Recommendations for Change Based on Evidence
Among the recommendations provided based on evidence including the use of urinary catheter only when indicated and not for easy management of patients especially in the critical area. Among the indications for catheter use include blockage leading to complete or partial retention of urine, and before and during surgical procedures. Otherwise, the catheter ought to be removed as soon as clinically feasible (Tenke, Köves, & Johansen, 2014). Frequent change of the urinary catheter to be avoided unless the catheter is blocked or shows signs of being infected. Clinical practitioners should use clinical logarithms available to ensure the standard care of urinary catheter and duration of the indwelling catheters before being changed.
The eight members of the team are to spread widely the findings and recommendations that are set in their various areas of practice. At the administrative level, there will be a formulation of policies and reinforcement of existing rules on infection control and collaborative management of patients using standard clinical practices. There will be various sessions of teaching the staff at their different working places by the team members on the current state and resolutions to solve the challenge. Hard prints containing the standard clinical guidelines on urinary catheter handling and care shall be printed out and pinned at strategic points of operations in the clinical areas.

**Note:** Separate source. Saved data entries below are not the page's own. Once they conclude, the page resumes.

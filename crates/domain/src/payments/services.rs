use std::sync::Arc;

use async_trait::async_trait;
use derive_new::new;

/// External payment gateway. Verification is a yes/no answer; the gateway
/// owns retries and settlement details.
#[async_trait]
pub trait PaymentGateway: Send + Sync {
    /// Whether the gateway recognises this transaction as settled.
    async fn verify_transaction(&self, transaction_id: &str) -> bool;
}

/// Stand-in gateway: any non-empty transaction id verifies.
#[derive(Clone, Copy, Debug, Default)]
pub struct MockPaymentGateway;

#[async_trait]
impl PaymentGateway for MockPaymentGateway {
    async fn verify_transaction(&self, transaction_id: &str) -> bool {
        !transaction_id.is_empty()
    }
}

#[derive(Clone, new)]
pub struct Services {
    pub gateway: Arc<dyn PaymentGateway>,
}
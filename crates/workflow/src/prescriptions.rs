use async_trait::async_trait;
use derive_new::new;
use ulid::Ulid;

use domain::identity::{Identity, STAFF};
use domain::orders::PrescriptionDirectory;
use domain::prescriptions::{self, FileMeta, PrescriptionStatus};
use domain::Error;

use crate::cqrs::{self, PrescriptionCqrs, PrescriptionViews};

/// Reason recorded when a reviewer rejects without giving one.
const DEFAULT_REJECTION_REASON: &str = "No reason provided";

/// Upload and review of prescription documents.
#[derive(new)]
pub struct PrescriptionWorkflow {
    prescriptions: PrescriptionCqrs,
    views: PrescriptionViews,
}

impl PrescriptionWorkflow {
    /// Record an uploaded document for review. Every upload starts pending,
    /// whoever uploads it.
    pub async fn upload(
        &self,
        identity: &Identity,
        file: FileMeta,
    ) -> Result<prescriptions::View, Error> {
        let prescription_id = Ulid::new().to_string();
        let command = prescriptions::Command::Upload {
            id: prescription_id.clone(),
            customer_id: identity.user_id.clone(),
            file,
        };
        cqrs::execute(&self.prescriptions, &prescription_id, command).await?;
        tracing::info!(
            prescription_id,
            customer_id = %identity.user_id,
            "prescription uploaded"
        );

        cqrs::require_view(&self.views, &prescription_id).await
    }

    /// Approve a pending prescription. Pharmacist or admin only.
    pub async fn approve(
        &self,
        reviewer: &Identity,
        prescription_id: &str,
    ) -> Result<prescriptions::View, Error> {
        reviewer.require_role(STAFF, "approve prescriptions")?;

        let command = prescriptions::Command::Approve {
            reviewer_id: reviewer.user_id.clone(),
        };
        cqrs::execute(&self.prescriptions, prescription_id, command).await?;
        tracing::info!(prescription_id, reviewer_id = %reviewer.user_id, "prescription approved");

        cqrs::require_view(&self.views, prescription_id).await
    }

    /// Reject a pending prescription. An omitted reason gets the stock text.
    pub async fn reject(
        &self,
        reviewer: &Identity,
        prescription_id: &str,
        reason: Option<String>,
    ) -> Result<prescriptions::View, Error> {
        reviewer.require_role(STAFF, "reject prescriptions")?;

        let command = prescriptions::Command::Reject {
            reviewer_id: reviewer.user_id.clone(),
            reason: reason.unwrap_or_else(|| DEFAULT_REJECTION_REASON.to_string()),
        };
        cqrs::execute(&self.prescriptions, prescription_id, command).await?;
        tracing::info!(prescription_id, reviewer_id = %reviewer.user_id, "prescription rejected");

        cqrs::require_view(&self.views, prescription_id).await
    }

    pub async fn get(&self, prescription_id: &str) -> Result<prescriptions::View, Error> {
        cqrs::require_view(&self.views, prescription_id).await
    }

    pub async fn for_user(&self, user_id: &str) -> Vec<prescriptions::View> {
        self.views
            .select(|view| view.prescription.customer_id == user_id)
            .await
    }

    /// The review queue: everything still awaiting a decision.
    pub async fn pending(&self) -> Vec<prescriptions::View> {
        self.views
            .select(|view| view.prescription.status == PrescriptionStatus::Pending)
            .await
    }
}

/// Prescription lookups backed by the view store. The order aggregate
/// consults this when confirming, so approval is checked against current
/// state rather than a flag captured at order time.
#[derive(Clone, new)]
pub struct ViewPrescriptionDirectory {
    views: PrescriptionViews,
}

#[async_trait]
impl PrescriptionDirectory for ViewPrescriptionDirectory {
    async fn has_approved(&self, customer_id: &str) -> Result<bool, Error> {
        let approved = self
            .views
            .select(|view| {
                view.prescription.customer_id == customer_id
                    && view.prescription.status == PrescriptionStatus::Approved
            })
            .await;
        Ok(!approved.is_empty())
    }
}
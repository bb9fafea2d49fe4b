use serde::{Deserialize, Serialize};

#[derive(Clone, Debug, Serialize, Deserialize, Eq, PartialEq)]
pub enum Command {
    /// Open a pending payment for an order
    Initiate {
        id: String,
        order_id: String,
        customer_id: String,
        amount_cents: u64,
        method: String,
        transaction_id: String,
    },

    /// Settle against the gateway; completes or fails the payment
    Verify { transaction_id: String },

    /// Fail a pending payment without consulting the gateway
    MarkFailed { reason: String },

    /// Return a completed payment to the customer
    Refund { reason: String },
}
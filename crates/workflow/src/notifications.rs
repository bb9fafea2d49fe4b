use async_trait::async_trait;
use chrono::{DateTime, Utc};
use serde::{Deserialize, Serialize};
use tokio::sync::RwLock;
use ulid::Ulid;

use domain::Error;

/// Classifies a notification for client-side grouping.
#[derive(Clone, Copy, Debug, Serialize, Deserialize, Eq, PartialEq)]
#[serde(rename_all = "SCREAMING_SNAKE_CASE")]
pub enum NotificationCategory {
    OrderUpdate,
    PaymentUpdate,
    PrescriptionUpdate,
    SupportUpdate,
}

/// A user-facing notification. Immutable once delivered, except for the
/// read flag.
#[derive(Clone, Debug, Serialize, Deserialize, Eq, PartialEq)]
pub struct Notification {
    pub id: String,
    pub user_id: String,
    pub title: String,
    pub body: String,
    pub category: NotificationCategory,
    pub read: bool,
    pub created_at: DateTime<Utc>,
}

/// Delivery target for notifications. Best effort: emitters log and drop
/// failures, and never fail the command that triggered them.
#[async_trait]
pub trait NotificationSink: Send + Sync {
    async fn create(
        &self,
        user_id: &str,
        title: &str,
        body: &str,
        category: NotificationCategory,
    ) -> anyhow::Result<()>;
}

/// In-memory sink doubling as the notification read model.
#[derive(Default)]
pub struct MemoryNotificationSink {
    notifications: RwLock<Vec<Notification>>,
}

impl MemoryNotificationSink {
    /// All notifications for a user, oldest first.
    pub async fn for_user(&self, user_id: &str) -> Vec<Notification> {
        self.notifications
            .read()
            .await
            .iter()
            .filter(|notification| notification.user_id == user_id)
            .cloned()
            .collect()
    }

    pub async fn unread(&self, user_id: &str) -> Vec<Notification> {
        self.notifications
            .read()
            .await
            .iter()
            .filter(|notification| notification.user_id == user_id && !notification.read)
            .cloned()
            .collect()
    }

    pub async fn mark_read(&self, notification_id: &str) -> Result<Notification, Error> {
        let mut guard = self.notifications.write().await;
        match guard
            .iter_mut()
            .find(|notification| notification.id == notification_id)
        {
            Some(notification) => {
                notification.read = true;
                Ok(notification.clone())
            }
            None => Err(Error::NotFound {
                entity: "Notification".to_string(),
            }),
        }
    }
}

#[async_trait]
impl NotificationSink for MemoryNotificationSink {
    async fn create(
        &self,
        user_id: &str,
        title: &str,
        body: &str,
        category: NotificationCategory,
    ) -> anyhow::Result<()> {
        let notification = Notification {
            id: Ulid::new().to_string(),
            user_id: user_id.to_string(),
            title: title.to_string(),
            body: body.to_string(),
            category,
            read: false,
            created_at: Utc::now(),
        };
        self.notifications.write().await.push(notification);
        Ok(())
    }
}

#[cfg(test)]
mod tests {
    use super::*;

    #[tokio::test]
    async fn unread_shrinks_as_notifications_are_read() {
        let sink = MemoryNotificationSink::default();
        sink.create("cust-1", "Order Placed", "Order #1", NotificationCategory::OrderUpdate)
            .await
            .unwrap();
        sink.create("cust-1", "Order Shipped", "Order #1", NotificationCategory::OrderUpdate)
            .await
            .unwrap();
        sink.create("cust-2", "Order Placed", "Order #2", NotificationCategory::OrderUpdate)
            .await
            .unwrap();

        assert_eq!(sink.for_user("cust-1").await.len(), 2);
        assert_eq!(sink.unread("cust-1").await.len(), 2);

        let first = sink.for_user("cust-1").await.remove(0);
        let marked = sink.mark_read(&first.id).await.unwrap();
        assert!(marked.read);
        assert_eq!(sink.unread("cust-1").await.len(), 1);
        assert_eq!(sink.for_user("cust-1").await.len(), 2);
    }

    #[tokio::test]
    async fn marking_an_unknown_notification_fails() {
        let sink = MemoryNotificationSink::default();
        let err = sink.mark_read("missing").await.unwrap_err();
        assert_eq!(err.to_string(), "Notification not found");
    }
}
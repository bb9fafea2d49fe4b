use thiserror::Error;

/// Failure taxonomy shared by every workflow operation. Rejected commands
/// surface one of these and leave no partial state behind.
#[derive(Error, Debug)]
pub enum Error {
    #[error("{entity} not found")]
    NotFound { entity: String },

    #[error("{entity} already exists")]
    AlreadyExists { entity: String },

    #[error("invalid state transition from {from} to {to}")]
    InvalidTransition { from: String, to: String },

    #[error("insufficient stock for product {product_id}: requested {requested}, available {available}")]
    InsufficientStock {
        product_id: String,
        requested: u32,
        available: u32,
    },

    #[error("customer {customer_id} has no approved prescription on file")]
    PrescriptionRequired { customer_id: String },

    #[error("role {role} is not permitted to {action}")]
    Unauthorized { role: String, action: String },

    #[error("concurrent modification of {entity}")]
    Conflict { entity: String },

    #[error("{message}")]
    Validation { message: String },

    #[error("storage error: {message}")]
    Storage { message: String },
}
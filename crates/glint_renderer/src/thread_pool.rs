//! Fixed-size pool of render workers.
//!
//! Workers are spawned once and live as long as the pool. Each frame the
//! caller announces how many jobs it is about to queue with
//! [`ThreadPool::set_task_counter`], queues exactly that many with
//! [`ThreadPool::add_task`], then blocks in [`ThreadPool::wait_for_tasks`]
//! until every one of them has finished.
//!
//! Jobs travel to the workers over a crossbeam channel. The completion
//! counter has its own mutex/condvar pair and is never held while a job runs.

use std::panic::{self, AssertUnwindSafe};
use std::sync::atomic::{AtomicBool, Ordering};
use std::sync::Arc;
use std::thread::{self, JoinHandle};

use crossbeam_channel::{unbounded, Receiver, Sender};
use parking_lot::{Condvar, Mutex};

use crate::error::PoolError;

type Job = Box<dyn FnOnce() + Send + 'static>;

struct Shared {
    /// Set on drop; workers stop claiming jobs once it is raised
    stop: AtomicBool,
    /// Jobs of the current frame that have not completed yet
    task_counter: Mutex<usize>,
    task_counter_condition: Condvar,
}

impl Shared {
    fn complete_one(&self) {
        let mut counter = self.task_counter.lock();
        if *counter == 0 {
            log::warn!("Render job completed with no outstanding task count");
        } else {
            *counter -= 1;
        }
        drop(counter);
        self.task_counter_condition.notify_all();
    }
}

/// Number of workers used when none is configured.
pub fn default_thread_count() -> usize {
    thread::available_parallelism()
        .map(|n| n.get())
        .unwrap_or(1)
}

/// Fixed-size pool of worker threads.
pub struct ThreadPool {
    shared: Arc<Shared>,
    /// Dropped before joining so idle workers see a disconnected queue
    jobs: Option<Sender<Job>>,
    workers: Vec<JoinHandle<()>>,
}

impl ThreadPool {
    /// Spawn `num_threads` workers (at least one).
    pub fn new(num_threads: usize) -> Result<Self, PoolError> {
        let num_threads = num_threads.max(1);
        let (sender, receiver) = unbounded::<Job>();
        let mut pool = Self {
            shared: Arc::new(Shared {
                stop: AtomicBool::new(false),
                task_counter: Mutex::new(0),
                task_counter_condition: Condvar::new(),
            }),
            jobs: Some(sender),
            workers: Vec::with_capacity(num_threads),
        };

        for index in 0..num_threads {
            let shared = Arc::clone(&pool.shared);
            let receiver = receiver.clone();
            // On error `pool` is dropped, which stops and joins the workers spawned so far
            let handle = thread::Builder::new()
                .name(format!("glint-worker-{index}"))
                .spawn(move || worker_loop(&receiver, &shared))?;
            pool.workers.push(handle);
        }

        log::info!("Thread pool started with {} workers", num_threads);
        Ok(pool)
    }

    /// Spawn one worker per available hardware thread.
    pub fn with_default_size() -> Result<Self, PoolError> {
        Self::new(default_thread_count())
    }

    /// Queue a job for the next free worker.
    pub fn add_task<F>(&self, job: F)
    where
        F: FnOnce() + Send + 'static,
    {
        let sent = match &self.jobs {
            Some(jobs) => jobs.send(Box::new(job)).is_ok(),
            None => false,
        };
        if !sent {
            // Count it as done so `wait_for_tasks` cannot hang
            log::error!("Render job dropped, no worker is listening");
            self.shared.complete_one();
        }
    }

    /// Announce how many jobs the upcoming frame will queue.
    ///
    /// Must be called once per frame, before the first `add_task` of that
    /// frame, and the frame must queue exactly `count` jobs. The pool does
    /// not check this.
    pub fn set_task_counter(&self, count: usize) {
        *self.shared.task_counter.lock() = count;
    }

    /// Block until every announced job has completed.
    pub fn wait_for_tasks(&self) {
        let mut counter = self.shared.task_counter.lock();
        while *counter > 0 {
            self.shared.task_counter_condition.wait(&mut counter);
        }
    }

    pub fn num_threads(&self) -> usize {
        self.workers.len()
    }
}

impl Drop for ThreadPool {
    fn drop(&mut self) {
        self.shared.stop.store(true, Ordering::Release);
        drop(self.jobs.take());

        for worker in self.workers.drain(..) {
            if worker.join().is_err() {
                log::error!("Render worker exited abnormally");
            }
        }
        log::debug!("Thread pool stopped");
    }
}

fn worker_loop(jobs: &Receiver<Job>, shared: &Shared) {
    // Ends once the pool drops its sender and the queue is empty
    for job in jobs.iter() {
        if shared.stop.load(Ordering::Acquire) {
            // Unclaimed jobs are abandoned
            return;
        }

        if panic::catch_unwind(AssertUnwindSafe(job)).is_err() {
            log::error!(
                "Render job panicked on {}",
                thread::current().name().unwrap_or("unnamed worker")
            );
        }
        shared.complete_one();
    }
}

This is to act as a reminder of standard practices hence unifying the practices among the clinical practitioners on urinary catheter care.
Dissemination of Findings
The findings shall be printed out and distributed to the various clinical departments in the facility. The results can also be spread through the facility website and social media groups containing the caregivers of the facility. During health education on the subject, the finding can also be read to those in attendance. Any general findings that shall be helpful to the community, outside the facility, shall be posted in other open websites and social media.
Nurses play a vital role when it comes to solving challenges that are experienced in the clinical setting on the ground. This is because they are in close contact with the patients and tend to spend longer time with them. Nursing had the largest number of care providers means more significant results will be achieved in the healthcare sector when change starts with them. In the case of Hospital Acquired Infection Control, CAUTI being one of them, nurses among other caregivers should be encouraged to focus on standard clinical practices based on evidence. Collaborative management of the patients using standard clinical practices will reduce the infections acquired in the clinical setting.